Catephia alchymista, the white underwing or alchymist, is a moth in the family Erebidae found in Asia, Europe and North Africa. The species was first described by Michael Denis and Ignaz Schiffermüller in 1775.

==Technical description and variation==

C. alchymista Schiff. Forewing ash-black; lines deep black; inner and outer irregularly dentate, partially brown-edged externally; subterminal line light brown, irregular and dilated in places, at costa marked with white; stigmata with deep black edges; hindwing white in basal half, except along inner margin, which like outer half is blackish; terminal spots white, running out into the fringe, at apex and above anal angle. Larva reddish brown, marbled with black and whitish; dorsal tubercles black; head brown; segment 2 yellow in front the ab. varia Chr., from Sarepta, has greenish grey forewings with very strongly marked black lines. The wingspan is 35–45 mm.

==Biology==
The moths are on wing from May to July, and in southern Europe there is a partial second generation in August and September. The larvae feed on oak (Quercus species), preferring new growth and saplings and have also been found on elm (Ulmus species). Pupation takes place, through the winter, in a cocoon on the ground.

==Distribution==
It is found in southern and central Europe up to the Caucasus. In the north, the range extends to Latvia and Lithuania.

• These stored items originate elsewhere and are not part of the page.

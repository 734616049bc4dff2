use thiserror::Error;

pub type GatewayResult<T> = Result<T, GatewayError>;

#[derive(Debug, Clone, Error)]
pub enum GatewayError {
    #[error("Validation error: {message}")]
    ValidationError {
        message: String,
        field: Option<String>,
    },

    #[error("Network error: gateway={gateway}, message={message}")]
    NetworkError { gateway: String, message: String },

    #[error("Charge declined: gateway={gateway}, message={message}")]
    Declined {
        gateway: String,
        code: Option<String>,
        message: String,
    },

    #[error("Gateway error: gateway={gateway}, message={message}")]
    ApiError {
        gateway: String,
        message: String,
        code: Option<String>,
        retryable: bool,
    },

    #[error("Invalid gateway response: gateway={gateway}, message={message}")]
    InvalidResponse { gateway: String, message: String },
}

impl GatewayError {
    pub fn is_retryable(&self) -> bool {
        match self {
            GatewayError::ValidationError { .. } => false,
            GatewayError::NetworkError { .. } => true,
            GatewayError::Declined { .. } => false,
            GatewayError::ApiError { retryable, .. } => *retryable,
            GatewayError::InvalidResponse { .. } => false,
        }
    }

    pub fn gateway_name(&self) -> String {
        match self {
            GatewayError::ValidationError { .. } => "request".to_string(),
            GatewayError::NetworkError { gateway, .. }
            | GatewayError::Declined { gateway, .. }
            | GatewayError::ApiError { gateway, .. }
            | GatewayError::InvalidResponse { gateway, .. } => gateway.clone(),
        }
    }

    pub fn http_status_code(&self) -> u16 {
        match self {
            GatewayError::ValidationError { .. } => 400,
            GatewayError::NetworkError { .. } => 503,
            GatewayError::Declined { .. } => 400,
            GatewayError::ApiError { .. } => 502,
            GatewayError::InvalidResponse { .. } => 502,
        }
    }
}

#[cfg(test)]
mod tests {
    use super::*;

    #[test]
    fn error_http_status_mapping_is_correct() {
        assert_eq!(
            GatewayError::ValidationError {
                message: "bad".to_string(),
                field: None
            }
            .http_status_code(),
            400
        );
        assert_eq!(
            GatewayError::NetworkError {
                gateway: "nmi".to_string(),
                message: "timeout".to_string()
            }
            .http_status_code(),
            503
        );
    }

    #[test]
    fn retryable_flags_are_set() {
        assert!(GatewayError::NetworkError {
            gateway: "easypay".to_string(),
            message: "timeout".to_string()
        }
        .is_retryable());
        assert!(!GatewayError::Declined {
            gateway: "nmi".to_string(),
            code: Some("2".to_string()),
            message: "declined".to_string()
        }
        .is_retryable());
    }
}
//! HTTP surface: route table, health endpoints, middleware stack

pub mod audit;
pub mod bank_accounts;
pub mod clients;
pub mod invoices;
pub mod payments;
pub mod recurring;
pub mod webhooks;

use crate::middleware::{attach_request_id_middleware, request_logging_middleware};
use crate::state::AppState;
use axum::{
    extract::State,
    http::StatusCode,
    response::IntoResponse,
    routing::{get, post},
    Json, Router,
};
use serde_json::json;
use tower::ServiceBuilder;
use tower_http::request_id::{MakeRequestUuid, PropagateRequestIdLayer, SetRequestIdLayer};
use tower_http::trace::TraceLayer;

/// Build the full application router
pub fn build_router(state: AppState) -> Router {
    Router::new()
        .route("/", get(banner))
        .route("/health", get(health))
        .route("/health/ready", get(readiness))
        .route("/health/live", get(liveness))
        .route(
            "/api/clients",
            post(clients::create_client).get(clients::list_clients),
        )
        .route(
            "/api/clients/{id}",
            get(clients::get_client)
                .put(clients::update_client)
                .delete(clients::delete_client),
        )
        .route(
            "/api/invoices",
            post(invoices::create_invoice).get(invoices::list_invoices),
        )
        .route(
            "/api/invoices/{id}",
            get(invoices::get_invoice)
                .put(invoices::update_invoice)
                .delete(invoices::delete_invoice),
        )
        .route("/api/invoices/{id}/editable", get(invoices::invoice_editable))
        .route("/api/invoices/{id}/payments", get(invoices::invoice_payments))
        .route(
            "/api/recurring-plans",
            post(recurring::create_plan).get(recurring::list_plans),
        )
        .route(
            "/api/recurring-plans/{id}",
            get(recurring::get_plan)
                .put(recurring::update_plan)
                .delete(recurring::delete_plan),
        )
        .route("/api/recurring-plans/{id}/run", post(recurring::run_plan))
        .route(
            "/api/bank-accounts",
            post(bank_accounts::create_bank_account).get(bank_accounts::list_bank_accounts),
        )
        .route(
            "/api/bank-accounts/{id}",
            get(bank_accounts::get_bank_account)
                .put(bank_accounts::update_bank_account)
                .delete(bank_accounts::delete_bank_account),
        )
        .route("/api/payments/card-link", post(payments::create_card_link))
        .route(
            "/api/payments/bank-transfer",
            post(payments::submit_bank_transfer),
        )
        .route(
            "/api/payments/wallet-order",
            post(payments::create_wallet_order),
        )
        .route("/api/audit-logs", get(audit::list_audit_logs))
        .route("/webhooks/easypay", get(webhooks::easypay_callback))
        .layer(
            ServiceBuilder::new()
                .layer(SetRequestIdLayer::x_request_id(MakeRequestUuid))
                .layer(PropagateRequestIdLayer::x_request_id())
                .layer(TraceLayer::new_for_http())
                .layer(axum::middleware::from_fn(request_logging_middleware))
                .layer(axum::middleware::from_fn(attach_request_id_middleware)),
        )
        .with_state(state)
}

async fn banner() -> impl IntoResponse {
    Json(json!({
        "service": "billfold-backend",
        "version": env!("CARGO_PKG_VERSION"),
    }))
}

async fn health(State(state): State<AppState>) -> impl IntoResponse {
    let status = state.health.check_health().await;
    let code = if status.is_healthy() {
        StatusCode::OK
    } else {
        StatusCode::SERVICE_UNAVAILABLE
    };
    (code, Json(status))
}

async fn readiness(State(state): State<AppState>) -> impl IntoResponse {
    match crate::database::health_check(&state.pool).await {
        Ok(()) => (StatusCode::OK, Json(json!({ "ready": true }))),
        Err(e) => (
            StatusCode::SERVICE_UNAVAILABLE,
            Json(json!({ "ready": false, "error": e.to_string() })),
        ),
    }
}

async fn liveness() -> impl IntoResponse {
    Json(json!({ "alive": true }))
}
use crate::database::error::DatabaseError;
use crate::database::repository::{Repository, TransactionalRepository};
use async_trait::async_trait;
use bigdecimal::BigDecimal;
use sqlx::{FromRow, PgPool};
use uuid::Uuid;

/// Payment entity
///
/// `evidence_url` holds the public screenshot URL for bank-transfer
/// payments; card and wallet payments carry the gateway reference instead.
#[derive(Debug, Clone, FromRow, serde::Serialize)]
pub struct Payment {
    pub id: Uuid,
    pub invoice_id: Uuid,
    pub method: String,
    pub status: String,
    pub amount: BigDecimal,
    pub reference: Option<String>,
    pub evidence_url: Option<String>,
    pub created_at: chrono::DateTime<chrono::Utc>,
    pub updated_at: chrono::DateTime<chrono::Utc>,
}

/// New payment fields
#[derive(Debug, Clone)]
pub struct PaymentInput {
    pub invoice_id: Uuid,
    pub method: String,
    pub status: String,
    pub amount: BigDecimal,
    pub reference: Option<String>,
    pub evidence_url: Option<String>,
}

pub struct PaymentRepository {
    pool: PgPool,
}

impl PaymentRepository {
    pub fn new(pool: PgPool) -> Self {
        Self { pool }
    }

    pub async fn create(&self, input: &PaymentInput) -> Result<Payment, DatabaseError> {
        sqlx::query_as::<_, Payment>(
            "INSERT INTO payments (invoice_id, method, status, amount, reference, evidence_url)
             VALUES ($1, $2, $3, $4, $5, $6)
             RETURNING id, invoice_id, method, status, amount, reference, evidence_url, created_at, updated_at",
        )
        .bind(input.invoice_id)
        .bind(&input.method)
        .bind(&input.status)
        .bind(&input.amount)
        .bind(&input.reference)
        .bind(&input.evidence_url)
        .fetch_one(&self.pool)
        .await
        .map_err(DatabaseError::from_sqlx)
    }

    pub async fn find(&self, id: Uuid) -> Result<Option<Payment>, DatabaseError> {
        sqlx::query_as::<_, Payment>(
            "SELECT id, invoice_id, method, status, amount, reference, evidence_url, created_at, updated_at
             FROM payments WHERE id = $1",
        )
        .bind(id)
        .fetch_optional(&self.pool)
        .await
        .map_err(DatabaseError::from_sqlx)
    }

    pub async fn find_by_invoice(&self, invoice_id: Uuid) -> Result<Vec<Payment>, DatabaseError> {
        sqlx::query_as::<_, Payment>(
            "SELECT id, invoice_id, method, status, amount, reference, evidence_url, created_at, updated_at
             FROM payments WHERE invoice_id = $1 ORDER BY created_at DESC",
        )
        .bind(invoice_id)
        .fetch_all(&self.pool)
        .await
        .map_err(DatabaseError::from_sqlx)
    }

    pub async fn set_status(&self, id: Uuid, status: &str) -> Result<Payment, DatabaseError> {
        sqlx::query_as::<_, Payment>(
            "UPDATE payments SET status = $2, updated_at = NOW()
             WHERE id = $1
             RETURNING id, invoice_id, method, status, amount, reference, evidence_url, created_at, updated_at",
        )
        .bind(id)
        .bind(status)
        .fetch_optional(&self.pool)
        .await
        .map_err(DatabaseError::from_sqlx)?
        .ok_or_else(|| DatabaseError::not_found("Payment", id))
    }
}

#[async_trait]
impl Repository for PaymentRepository {
    type Entity = Payment;

    async fn find_by_id(&self, id: &str) -> Result<Option<Self::Entity>, DatabaseError> {
        let uuid = Uuid::parse_str(id).map_err(|e| {
            DatabaseError::new(crate::database::error::DatabaseErrorKind::Unknown {
                message: format!("Invalid UUID: {}", e),
            })
        })?;
        self.find(uuid).await
    }

    async fn find_all(&self) -> Result<Vec<Self::Entity>, DatabaseError> {
        sqlx::query_as::<_, Payment>(
            "SELECT id, invoice_id, method, status, amount, reference, evidence_url, created_at, updated_at
             FROM payments ORDER BY created_at DESC",
        )
        .fetch_all(&self.pool)
        .await
        .map_err(DatabaseError::from_sqlx)
    }

    async fn delete(&self, id: &str) -> Result<bool, DatabaseError> {
        let uuid = Uuid::parse_str(id).map_err(|e| {
            DatabaseError::new(crate::database::error::DatabaseErrorKind::Unknown {
                message: format!("Invalid UUID: {}", e),
            })
        })?;
        let result = sqlx::query("DELETE FROM payments WHERE id = $1")
            .bind(uuid)
            .execute(&self.pool)
            .await
            .map_err(DatabaseError::from_sqlx)?;
        Ok(result.rows_affected() > 0)
    }
}

impl TransactionalRepository for PaymentRepository {
    fn pool(&self) -> &PgPool {
        &self.pool
    }
}
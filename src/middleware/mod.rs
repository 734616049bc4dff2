pub mod error;
pub mod logging;

pub use error::{attach_request_id_middleware, get_request_id_from_headers, ErrorResponse};
pub use logging::request_logging_middleware;
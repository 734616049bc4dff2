//! Object storage client for payment evidence files
//!
//! Bank-transfer screenshots are uploaded to a storage service exposing a
//! Supabase-style REST surface: authenticated `POST /storage/v1/object/...`
//! for uploads, with a public URL derivable from the object path.

use crate::config::StorageConfig;
use reqwest::Client;
use std::time::Duration;
use thiserror::Error;
use tracing::info;
use uuid::Uuid;

#[derive(Debug, Error)]
pub enum StorageError {
    #[error("Storage client initialization failed: {0}")]
    Initialization(String),

    #[error("Upload rejected: {message}")]
    UploadRejected { status: u16, message: String },

    #[error("Storage request failed: {0}")]
    Network(String),

    #[error("Invalid upload: {0}")]
    InvalidUpload(String),
}

/// Allowed evidence content types with their file extensions
const ALLOWED_CONTENT_TYPES: &[(&str, &str)] = &[
    ("image/jpeg", "jpg"),
    ("image/png", "png"),
    ("image/webp", "webp"),
    ("application/pdf", "pdf"),
];

const MAX_UPLOAD_BYTES: usize = 10 * 1024 * 1024;

#[derive(Clone)]
pub struct ObjectStorageClient {
    client: Client,
    base_url: String,
    bucket: String,
    service_key: String,
}

impl ObjectStorageClient {
    pub fn new(config: &StorageConfig) -> Result<Self, StorageError> {
        let client = Client::builder()
            .timeout(Duration::from_secs(config.request_timeout))
            .build()
            .map_err(|e| StorageError::Initialization(e.to_string()))?;

        Ok(Self {
            client,
            base_url: config.base_url.trim_end_matches('/').to_string(),
            bucket: config.bucket.clone(),
            service_key: config.service_key.clone(),
        })
    }

    /// Upload payment evidence and return its public URL.
    ///
    /// The object path is generated from the invoice id and a fresh UUID so
    /// repeated uploads for the same invoice never collide.
    pub async fn upload_evidence(
        &self,
        invoice_id: &str,
        content_type: &str,
        bytes: Vec<u8>,
    ) -> Result<String, StorageError> {
        let extension = validate_upload(content_type, bytes.len())?;
        let path = format!("evidence/{}/{}.{}", invoice_id, Uuid::new_v4(), extension);
        let url = format!("{}/storage/v1/object/{}/{}", self.base_url, self.bucket, path);

        let response = self
            .client
            .post(&url)
            .bearer_auth(&self.service_key)
            .header("Content-Type", content_type)
            .body(bytes)
            .send()
            .await
            .map_err(|e| StorageError::Network(e.to_string()))?;

        let status = response.status();
        if !status.is_success() {
            let body = response.text().await.unwrap_or_default();
            return Err(StorageError::UploadRejected {
                status: status.as_u16(),
                message: body,
            });
        }

        info!(path = %path, "evidence uploaded");

        Ok(self.public_url(&path))
    }

    pub fn public_url(&self, path: &str) -> String {
        format!(
            "{}/storage/v1/object/public/{}/{}",
            self.base_url, self.bucket, path
        )
    }
}

/// Reject unsupported content types and oversized payloads up front
fn validate_upload(content_type: &str, size: usize) -> Result<&'static str, StorageError> {
    if size == 0 {
        return Err(StorageError::InvalidUpload("file is empty".to_string()));
    }
    if size > MAX_UPLOAD_BYTES {
        return Err(StorageError::InvalidUpload(format!(
            "file exceeds {} byte limit",
            MAX_UPLOAD_BYTES
        )));
    }

    ALLOWED_CONTENT_TYPES
        .iter()
        .find(|(ct, _)| *ct == content_type)
        .map(|(_, ext)| *ext)
        .ok_or_else(|| {
            StorageError::InvalidUpload(format!("unsupported content type: {}", content_type))
        })
}

#[cfg(test)]
mod tests {
    use super::*;

    #[test]
    fn accepted_content_types_map_to_extensions() {
        assert_eq!(validate_upload("image/png", 100).unwrap(), "png");
        assert_eq!(validate_upload("image/jpeg", 100).unwrap(), "jpg");
        assert_eq!(validate_upload("application/pdf", 100).unwrap(), "pdf");
    }

    #[test]
    fn unsupported_content_type_is_rejected() {
        assert!(validate_upload("text/html", 100).is_err());
        assert!(validate_upload("image/gif", 100).is_err());
    }

    #[test]
    fn empty_and_oversized_files_are_rejected() {
        assert!(validate_upload("image/png", 0).is_err());
        assert!(validate_upload("image/png", MAX_UPLOAD_BYTES + 1).is_err());
        assert!(validate_upload("image/png", MAX_UPLOAD_BYTES).is_ok());
    }

    #[test]
    fn public_url_is_derived_from_object_path() {
        let client = ObjectStorageClient::new(&StorageConfig {
            base_url: "https://files.example.com/".to_string(),
            bucket: "payments".to_string(),
            service_key: "sk".to_string(),
            request_timeout: 5,
        })
        .expect("client should build");

        assert_eq!(
            client.public_url("evidence/inv_1/abc.png"),
            "https://files.example.com/storage/v1/object/public/payments/evidence/inv_1/abc.png"
        );
    }
}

In the east, the range extends through southern Russia to the Urals. It also occurs on the larger Mediterranean islands (including Cyprus), in North Africa and Israel and Asia Minor. Sometimes it is observed in England as a migrant. In the Alps it rises to 800 meters. The moth is found in areas with oak trees, such as oak and mixed forests, alluvial forests, bushy heaths and parklands.